44. As a result of the foregoing, the Defendants were damaged in a sum that is
greater than all courts of limited jurisdiction but not less than one million
($1,000,000.00) dollars.
45. Pursuant to the laws, rules, regulations, and case law, Defendant is entitled
to punitive damages for actions for fraud.
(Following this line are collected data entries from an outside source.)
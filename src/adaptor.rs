use crate::{
    err::{Error, Result},
    population::{EdgePopulation, NodePopulation},
    reader::{EdgeTable, NodeTable},
    Map,
};
use std::{fmt::Debug, sync::Arc};

/// Key under which `from_config` looks up its adaptors.
pub const DEFAULT_FORMAT: &str = "sonata";

pub trait NodeAdaptor: Debug {
    fn adapt(&self, table: NodeTable) -> Result<Box<dyn NodePopulation>>;
}

pub trait EdgeAdaptor: Debug {
    fn adapt(&self, table: EdgeTable) -> Result<Box<dyn EdgePopulation>>;
}

#[derive(Debug, Default, Clone)]
pub struct AdaptorRegistry {
    nodes: Map<String, Arc<dyn NodeAdaptor>>,
    edges: Map<String, Arc<dyn EdgeAdaptor>>,
}

impl AdaptorRegistry {
    pub fn new() -> Self {
        Self::default()
    }

    pub fn register_nodes(&mut self, name: &str, adaptor: Arc<dyn NodeAdaptor>) {
        self.nodes.insert(name.to_string(), adaptor);
    }

    pub fn register_edges(&mut self, name: &str, adaptor: Arc<dyn EdgeAdaptor>) {
        self.edges.insert(name.to_string(), adaptor);
    }

    pub fn node_adaptor(&self, name: &str) -> Result<Arc<dyn NodeAdaptor>> {
        self.nodes.get(name).cloned().ok_or_else(|| Error::UnknownAdaptor {
            kind: "node",
            name: name.to_string(),
        })
    }

    pub fn edge_adaptor(&self, name: &str) -> Result<Arc<dyn EdgeAdaptor>> {
        self.edges.get(name).cloned().ok_or_else(|| Error::UnknownAdaptor {
            kind: "edge",
            name: name.to_string(),
        })
    }

    pub fn is_empty(&self) -> bool {
        self.nodes.is_empty() && self.edges.is_empty()
    }
}
use thiserror::Error;

pub use anyhow::{anyhow, Context};

pub type Result<T, E = Error> = std::result::Result<T, E>;

/// Everything that stops the assembly of a network.
///
/// None of these are recoverable: the pipeline returns at the first one.
#[derive(Debug, Error)]
pub enum Error {
    #[error("No network component set with name {0}")]
    MissingComponent(String),
    #[error("Unable to load or find node_set \"{0}\"")]
    UnknownNodeSet(String),
    #[error("Node set \"{0}\" refers back to itself")]
    CyclicNodeSet(String),
    #[error("Node set {0} is reserved for the nodes of node population {0}")]
    ReservedNodeSet(String),
    #[error("Node population {0} not found")]
    UnknownNodePopulation(String),
    #[error("There are multiple node populations with name {0}.")]
    DuplicateNodePopulation(String),
    #[error("Source node population {source_nodes} not found. Please update {edges} edges")]
    MissingSourcePopulation { source_nodes: String, edges: String },
    #[error("Node population {target_nodes} does not exist (or consists of only virtual nodes). {edges} edges cannot create connections.")]
    InvalidTargetPopulation { target_nodes: String, edges: String },
    #[error("No {kind} adaptor registered for format {name}")]
    UnknownAdaptor { kind: &'static str, name: String },
    #[error("Could not convert {what} to a configuration: {source:#}")]
    ConfigConversion {
        what: String,
        #[source]
        source: anyhow::Error,
    },
    #[error("Could not find any network files. Unable to build network.")]
    NoNetworks,
    #[error("{0} is not implemented; a simulator must provide it")]
    Unimplemented(&'static str),
    #[error("Network has already been built")]
    AlreadyBuilt,
    #[error("A previous build of this network failed; it must not be built again")]
    BuildAborted,
    #[error("Unsupported: {0}")]
    Unsupported(String),
    #[error("{0:#}")]
    Load(#[from] anyhow::Error),
}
Said punitive damages are
calculated by the incurred damage to claimant multiplied by the number of
occurrences by the respondent, which is roughly 600 other public
companies.
46. The Plaintiff is accordingly liable to the Defendants in an amount that is
greater than all courts of limited jurisdiction but not less than six hundred
million ($600,000,000.00) dollars.
Count II – Stock Manipulation, Illegal Distribution and violation of §5 of the
Securities and Exchange Act of 1933
47. Defendants repeat and reallege all of the allegations set forth in paragraphs
1 through 46 and if same were forth more fully set forth herein.
48. By reason of Plaintiff’s improper, illicit and unlawful trading of
Defendants’ publicly trading common stock, Plaintiff wrongfully,
Page 7 of 11
improperly and/or unlawfully downwardly manipulated the price of such
stock by selling into the market billions of shares of common stock.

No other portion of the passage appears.